Protected by Copyscape Unique Content Check

Selasa, 29 Juni 2010

(Bukan) Noda Fair Play

By : Keenan Timotius

“Kalau di akhir babak kedua kita kebobolan, langsung ubah formasi jadi 4-5-1. Lalu serang wasit & hajar!!!” Mas Jimmy berteriak penuh semangat. Semangat yang membuatnya tidak sadar kalau pintu kamar ganti sedikit terbuka dan aku sedang melintas di sana.

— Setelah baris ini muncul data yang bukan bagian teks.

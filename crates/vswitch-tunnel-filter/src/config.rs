//! Tunnel filter configuration

use crate::engine::TrafficLayer;
use serde::Deserialize;

/// Tunnel filter configuration
#[derive(Debug, Clone, Deserialize)]
#[serde(default)]
pub struct FilterConfig {
    /// Context table bucket count (rounded up to a power of two)
    pub bucket_count: usize,
    /// Maximum number of live tunnel contexts
    pub max_contexts: usize,
    /// Datapath ingress port new tunnel flows are redirected to
    pub default_datapath_port: u32,
    /// Traffic layers to install callouts at
    pub monitored_layers: Vec<TrafficLayer>,
    /// Provider display name registered with the engine
    pub provider_name: String,
    /// Provider description registered with the engine
    pub provider_description: String,
    /// Sublayer weight relative to other filters in the system
    pub sublayer_weight: u16,
}

impl Default for FilterConfig {
    fn default() -> Self {
        Self {
            bucket_count: 256,
            max_contexts: 65536,
            default_datapath_port: 0,
            monitored_layers: vec![
                TrafficLayer::OutboundTransportV4,
                TrafficLayer::InboundTransportV4,
            ],
            provider_name: "vswitch tunnel filter".to_string(),
            provider_description: "Virtual switch tunnel-traffic interception".to_string(),
            sublayer_weight: 0x100,
        }
    }
}

impl FilterConfig {
    /// Normalize the configuration (bucket count to a power of two,
    /// at least one bucket).
    pub fn normalized(mut self) -> Self {
        self.bucket_count = self.bucket_count.max(1).next_power_of_two();
        self
    }
}
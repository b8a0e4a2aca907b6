//! Notification handling for the thermostat status channel
//! This module pumps status notifications from the transport into the
//! device controller and reports link loss when the stream dies.

use futures_util::StreamExt;
use log::{debug, error, info};
use tokio::task::JoinHandle;
use tokio_util::sync::CancellationToken;

use crate::core::bluetooth::manager::ThermostatManager;
use crate::core::bluetooth::transport::{NotificationStream, Transport};

/// Processing task for one connected session's status notifications.
pub struct NotificationHandler {
    task: JoinHandle<()>,
}

impl NotificationHandler {
    /// Spawns the processing task. The task runs until the session token is
    /// cancelled or the stream ends; an unexpected end is treated as link
    /// loss and reported to the controller.
    pub fn spawn<T: Transport>(
        manager: ThermostatManager<T>,
        stream: NotificationStream,
        session: CancellationToken,
    ) -> Self {
        let task = tokio::spawn(async move {
            Self::process_notifications(manager, stream, session).await;
        });
        Self { task }
    }

    async fn process_notifications<T: Transport>(
        manager: ThermostatManager<T>,
        mut stream: NotificationStream,
        session: CancellationToken,
    ) {
        info!("Listening for status notifications...");
        loop {
            tokio::select! {
                _ = session.cancelled() => {
                    debug!("Notification task cancelled");
                    return;
                }
                item = stream.next() => match item {
                    Some(Ok(value)) => {
                        debug!("Received status byte: {:#04x}", value);
                        manager.handle_status_notification(value);
                    }
                    Some(Err(e)) => {
                        error!("Error in notification stream: {}", e);
                        break;
                    }
                    None => {
                        info!("Notification stream ended");
                        break;
                    }
                }
            }
        }

        if !session.is_cancelled() {
            manager.handle_link_lost();
        }
    }

    /// Stops the processing task without waiting for it.
    pub fn abort(&self) {
        self.task.abort();
    }
}
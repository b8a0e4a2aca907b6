//! End-to-end behaviour of the thermostat controller, driven through a
//! scripted fake transport instead of a radio.

use std::sync::{Arc, Mutex};
use std::time::Duration;

use async_trait::async_trait;
use futures::channel::mpsc;
use futures::StreamExt;
use tokio::sync::broadcast;

use thermostat_bridge::core::bluetooth::{
    BluetoothDevice, ConnectionState, DiscoveredCharacteristics, GattLink, GattProfile, LinkError,
    NotificationStream, ThermostatCommand, ThermostatManager, Transport,
};
use thermostat_bridge::core::thermostat::StateEvent;
use thermostat_bridge::{ControllerError, DeviceConfig};

#[derive(Debug, Clone, Copy, PartialEq, Eq)]
enum FakeChar {
    Command,
    Status,
}

struct FakeState {
    has_service: bool,
    has_command_char: bool,
    has_status_char: bool,
    command_value: u8,
    status_value: u8,
    fail_status_read: bool,
    echo_override: Option<u8>,
    written: Vec<u8>,
    disconnected: bool,
}

/// Transport whose links answer from a shared script and expose the
/// notification sender so tests can push status bytes or drop the link.
#[derive(Clone)]
struct FakeTransport {
    state: Arc<Mutex<FakeState>>,
    notify_tx: Arc<Mutex<Option<mpsc::UnboundedSender<u8>>>>,
}

impl FakeTransport {
    fn supported() -> Self {
        Self {
            state: Arc::new(Mutex::new(FakeState {
                has_service: true,
                has_command_char: true,
                has_status_char: true,
                command_value: 0x00,
                status_value: 0x00,
                fail_status_read: false,
                echo_override: None,
                written: Vec::new(),
                disconnected: false,
            })),
            notify_tx: Arc::new(Mutex::new(None)),
        }
    }

    fn without_command_char() -> Self {
        let transport = Self::supported();
        transport.state.lock().unwrap().has_command_char = false;
        transport
    }

    fn set_status_value(&self, value: u8) {
        self.state.lock().unwrap().status_value = value;
    }

    fn set_echo_override(&self, value: u8) {
        self.state.lock().unwrap().echo_override = Some(value);
    }

    fn fail_status_read(&self) {
        self.state.lock().unwrap().fail_status_read = true;
    }

    fn notify(&self, value: u8) {
        let guard = self.notify_tx.lock().unwrap();
        let tx = guard.as_ref().expect("no active subscription");
        tx.unbounded_send(value).expect("notification stream closed");
    }

    /// Drops the notification sender; the stream ends, which the engine
    /// treats as link loss.
    fn drop_link(&self) {
        *self.notify_tx.lock().unwrap() = None;
    }

    fn written(&self) -> Vec<u8> {
        self.state.lock().unwrap().written.clone()
    }

    fn disconnected(&self) -> bool {
        self.state.lock().unwrap().disconnected
    }
}

struct FakeLink {
    state: Arc<Mutex<FakeState>>,
    notify_tx: Arc<Mutex<Option<mpsc::UnboundedSender<u8>>>>,
}

#[async_trait]
impl Transport for FakeTransport {
    type Link = FakeLink;

    async fn open_link(&self, _device: &BluetoothDevice) -> Result<FakeLink, LinkError> {
        Ok(FakeLink {
            state: self.state.clone(),
            notify_tx: self.notify_tx.clone(),
        })
    }
}

#[async_trait]
impl GattLink for FakeLink {
    type Characteristic = FakeChar;

    async fn discover_service(
        &self,
        _profile: &GattProfile,
    ) -> Result<DiscoveredCharacteristics<FakeChar>, LinkError> {
        let state = self.state.lock().unwrap();
        if !state.has_service {
            return Ok(DiscoveredCharacteristics {
                command: None,
                status: None,
            });
        }
        Ok(DiscoveredCharacteristics {
            command: state.has_command_char.then_some(FakeChar::Command),
            status: state.has_status_char.then_some(FakeChar::Status),
        })
    }

    async fn read(&self, characteristic: &FakeChar) -> Result<u8, LinkError> {
        let state = self.state.lock().unwrap();
        match characteristic {
            FakeChar::Command => Ok(state.command_value),
            FakeChar::Status => {
                if state.fail_status_read {
                    Err(LinkError::Gatt("scripted status read failure".into()))
                } else {
                    Ok(state.status_value)
                }
            }
        }
    }

    async fn write(&self, _characteristic: &FakeChar, value: u8) -> Result<u8, LinkError> {
        let mut state = self.state.lock().unwrap();
        state.written.push(value);
        Ok(state.echo_override.unwrap_or(value))
    }

    async fn subscribe(&self, _characteristic: &FakeChar) -> Result<NotificationStream, LinkError> {
        let (tx, rx) = mpsc::unbounded();
        *self.notify_tx.lock().unwrap() = Some(tx);
        Ok(rx.map(Ok).boxed())
    }

    async fn disconnect(&self) -> Result<(), LinkError> {
        self.state.lock().unwrap().disconnected = true;
        *self.notify_tx.lock().unwrap() = None;
        Ok(())
    }
}

fn test_device() -> BluetoothDevice {
    BluetoothDevice::new("dev-1".to_string(), Some("Thermostat".to_string()), Some(-40))
}

fn manager_over(transport: &FakeTransport) -> ThermostatManager<FakeTransport> {
    ThermostatManager::new(transport.clone(), DeviceConfig::default())
}

fn drain(events: &mut broadcast::Receiver<StateEvent>) -> Vec<StateEvent> {
    let mut out = Vec::new();
    while let Ok(event) = events.try_recv() {
        out.push(event);
    }
    out
}

fn connection_states(events: &[StateEvent]) -> Vec<ConnectionState> {
    events
        .iter()
        .filter_map(|event| match event {
            StateEvent::Connection(state) => Some(*state),
            _ => None,
        })
        .collect()
}

async fn wait_until(mut condition: impl FnMut() -> bool) {
    for _ in 0..200 {
        if condition() {
            return;
        }
        tokio::time::sleep(Duration::from_millis(5)).await;
    }
    panic!("condition not reached in time");
}

#[tokio::test]
async fn connect_walks_the_full_lifecycle_in_order() {
    let transport = FakeTransport::supported();
    let manager = manager_over(&transport);
    let mut events = manager.subscribe();

    manager.connect(test_device()).await.unwrap();

    let events = drain(&mut events);
    assert_eq!(
        connection_states(&events),
        vec![
            ConnectionState::Connecting,
            ConnectionState::Connected,
            ConnectionState::DiscoveringServices,
            ConnectionState::ServicesDiscovered,
            ConnectionState::Ready,
        ]
    );
    // the ready flag flips only at the very end
    let ready_index = events
        .iter()
        .position(|e| *e == StateEvent::Ready(true))
        .expect("ready event");
    let ready_state_index = events
        .iter()
        .position(|e| *e == StateEvent::Connection(ConnectionState::Ready))
        .unwrap();
    assert!(ready_index > ready_state_index);
    assert!(manager.state().is_ready);
    assert!(manager.is_connected());
    assert_eq!(
        manager.connected_device().map(|device| device.id),
        Some("dev-1".to_string())
    );
}

#[tokio::test]
async fn initial_status_read_seeds_the_projection() {
    let transport = FakeTransport::supported();
    transport.set_status_value(0b1000_0100); // power + pump
    let manager = manager_over(&transport);

    manager.connect(test_device()).await.unwrap();

    let state = manager.state();
    assert!(state.pump_on);
    assert!(state.power_on);
    assert!(!state.fast_on && !state.slow_on);
}

#[tokio::test]
async fn start_fast_echo_clears_slow_and_sets_power() {
    let transport = FakeTransport::supported();
    let manager = manager_over(&transport);
    manager.connect(test_device()).await.unwrap();
    let mut events = manager.subscribe();

    manager
        .send_command(ThermostatCommand::StartFastCycle)
        .await
        .unwrap();

    let codes = DeviceConfig::default().commands;
    assert_eq!(transport.written(), vec![codes.start_fast_cycle]);

    let state = manager.state();
    // the fast flag itself waits for the status channel
    assert!(!state.fast_on);
    assert!(!state.slow_on);
    assert!(state.power_on);

    let events = drain(&mut events);
    assert!(events.contains(&StateEvent::CommandAcknowledged(Some(
        ThermostatCommand::StartFastCycle
    ))));
}

#[tokio::test]
async fn notifications_are_full_snapshots() {
    let transport = FakeTransport::supported();
    let manager = manager_over(&transport);
    manager.connect(test_device()).await.unwrap();

    transport.notify(0b0000_0001); // fast only
    wait_until(|| manager.state().fast_on).await;

    transport.notify(0b0000_0010); // slow only
    wait_until(|| manager.state().slow_on).await;

    let state = manager.state();
    assert!(!state.fast_on);
    assert!(state.slow_on);
    assert!(!state.pump_on);
    assert!(!state.power_on);
}

#[tokio::test]
async fn repeated_notifications_are_idempotent() {
    let transport = FakeTransport::supported();
    let manager = manager_over(&transport);
    manager.connect(test_device()).await.unwrap();

    transport.notify(0b1000_0101);
    wait_until(|| manager.state().power_on).await;
    let first = manager.state();

    let mut events = manager.subscribe();
    transport.notify(0b1000_0101);
    tokio::time::sleep(Duration::from_millis(50)).await;

    assert_eq!(manager.state(), first);
    assert!(drain(&mut events).is_empty());
}

#[tokio::test]
async fn power_off_confirmation_resets_every_flag() {
    let transport = FakeTransport::supported();
    let manager = manager_over(&transport);
    manager.connect(test_device()).await.unwrap();

    transport.notify(0b1000_0101); // power + pump + fast
    wait_until(|| manager.state().power_on).await;

    manager
        .send_command(ThermostatCommand::PowerOff)
        .await
        .unwrap();

    let state = manager.state();
    assert!(!state.fast_on && !state.slow_on && !state.pump_on && !state.power_on);
}

#[tokio::test]
async fn echo_rules_for_the_remaining_commands() {
    let transport = FakeTransport::supported();
    let manager = manager_over(&transport);
    manager.connect(test_device()).await.unwrap();
    let codes = DeviceConfig::default().commands;

    // slow start clears fast and powers on
    transport.notify(0b0000_0001);
    wait_until(|| manager.state().fast_on).await;
    manager.handle_command_written(codes.start_slow_cycle);
    let state = manager.state();
    assert!(!state.fast_on && state.power_on);

    // pump start only powers on; stop commands leave the cross fields alone
    manager.handle_command_written(codes.start_pump);
    assert!(manager.state().power_on);
    let before = manager.state();
    manager.handle_command_written(codes.stop_pump);
    manager.handle_command_written(codes.stop_fast_cycle);
    manager.handle_command_written(codes.stop_slow_cycle);
    assert_eq!(manager.state(), before);
}

#[tokio::test]
async fn unrecognized_echo_is_still_acknowledged() {
    let transport = FakeTransport::supported();
    transport.set_echo_override(0xEE);
    let manager = manager_over(&transport);
    manager.connect(test_device()).await.unwrap();
    let mut events = manager.subscribe();

    manager
        .send_command(ThermostatCommand::StartPump)
        .await
        .unwrap();

    let events = drain(&mut events);
    assert!(events.contains(&StateEvent::CommandAcknowledged(None)));
    // no consistency rule ran for the unknown byte
    assert!(!manager.state().power_on);
}

#[tokio::test]
async fn missing_command_characteristic_is_reported_as_unsupported() {
    let transport = FakeTransport::without_command_char();
    let manager = manager_over(&transport);
    let mut events = manager.subscribe();

    let error = manager.connect(test_device()).await.unwrap_err();
    assert!(matches!(error, ControllerError::UnsupportedDevice));

    let events = drain(&mut events);
    assert!(!events.contains(&StateEvent::Connection(ConnectionState::Ready)));
    assert!(!events.contains(&StateEvent::Ready(true)));
    assert_eq!(manager.connection_state(), ConnectionState::Disconnected);
    assert!(transport.disconnected());
}

#[tokio::test]
async fn init_read_failure_forces_a_clean_disconnect() {
    let transport = FakeTransport::supported();
    transport.fail_status_read();
    let manager = manager_over(&transport);

    let error = manager.connect(test_device()).await.unwrap_err();
    assert!(matches!(error, ControllerError::Link(_)));

    let state = manager.state();
    assert_eq!(state.connection, ConnectionState::Disconnected);
    assert!(!state.is_ready);
    assert!(!state.pump_on && !state.fast_on && !state.slow_on && !state.power_on);
}

#[tokio::test]
async fn link_loss_resets_the_projection_and_drops_late_results() {
    let transport = FakeTransport::supported();
    let manager = manager_over(&transport);
    manager.connect(test_device()).await.unwrap();

    transport.notify(0b1000_0101);
    wait_until(|| manager.state().power_on).await;

    transport.drop_link();
    wait_until(|| manager.connection_state() == ConnectionState::Disconnected).await;

    let state = manager.state();
    assert!(!state.is_ready);
    assert!(!state.pump_on && !state.power_on);

    // a status byte arriving after teardown must not be applied
    manager.handle_status_notification(0b0000_0001);
    assert!(!manager.state().fast_on);
}

#[tokio::test]
async fn send_command_before_ready_fails_fast() {
    let transport = FakeTransport::supported();
    let manager = manager_over(&transport);

    let error = manager
        .send_command(ThermostatCommand::StartPump)
        .await
        .unwrap_err();
    assert!(matches!(error, ControllerError::NotReady(_)));
    assert!(transport.written().is_empty());
}

#[tokio::test]
async fn connect_while_a_session_is_active_is_rejected() {
    let transport = FakeTransport::supported();
    let manager = manager_over(&transport);
    manager.connect(test_device()).await.unwrap();

    let error = manager.connect(test_device()).await.unwrap_err();
    assert!(matches!(
        error,
        ControllerError::NotIdle(ConnectionState::Ready)
    ));
}

#[tokio::test]
async fn disconnect_resets_the_projection_and_allows_a_fresh_connect() {
    let transport = FakeTransport::supported();
    let manager = manager_over(&transport);
    manager.connect(test_device()).await.unwrap();

    transport.notify(0b1000_0100);
    wait_until(|| manager.state().pump_on).await;

    let mut events = manager.subscribe();
    manager.disconnect().await.unwrap();

    let state = manager.state();
    assert_eq!(state.connection, ConnectionState::Disconnected);
    assert!(!state.is_ready);
    assert!(!state.pump_on);
    assert!(transport.disconnected());

    let events = drain(&mut events);
    assert!(events.contains(&StateEvent::Connection(ConnectionState::Disconnecting)));
    assert!(events.contains(&StateEvent::Connection(ConnectionState::Disconnected)));
    assert!(events.contains(&StateEvent::Ready(false)));

    // the terminal state loops back to idle on the next connect
    manager.connect(test_device()).await.unwrap();
    assert_eq!(manager.connection_state(), ConnectionState::Ready);
}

Tugasku sebagai pemungut bola sore itu membuatku bisa lalu-lalang dengan bebas di lorong kamar ganti pemain, apalagi saat itu pertandingan babak kedua baru akan dimulai. Aku kaget! Untung saja kesadaranku cepat kembali. Aku pun kembali berjalan seperti biasa sambil melihat sekeliling. Berharap tidak ada yang menyadari sikapku barusan.

***

Eko masuk ke toilet dan langsung menepukku. “Oi! Lama banget sih! Papa udah nungguin tuh dari tadi..”

“Iya, iya bentar!” jawabku seadanya. Cepat-cepat kubasuh tubuhku, ganti baju, merapikan barang-barang ke dalam tas, lalu lari menuju mobil paman yang sedang parkir. Selama di perjalanan aku diam saja. Sikapku ini rupanya memancing rasa ingin tahu si Eko, sahabat kecilku yang hiperaktif itu.

“Kenapa sih bro? diam amat dari tadi sang ball boy kita yang satu ini.” katanya. “Bukan karena lo kalah taruhan ama gua kan?? Ya udah, nih gua kembaliin DVD game-nya, biar lo senang.” sambungnya lagi. Tapi mulutku tak bergerak. Mataku pun lebih suka melihat ke arah yang lain. Sibuk memikirkan semua yang telah kudengar tadi.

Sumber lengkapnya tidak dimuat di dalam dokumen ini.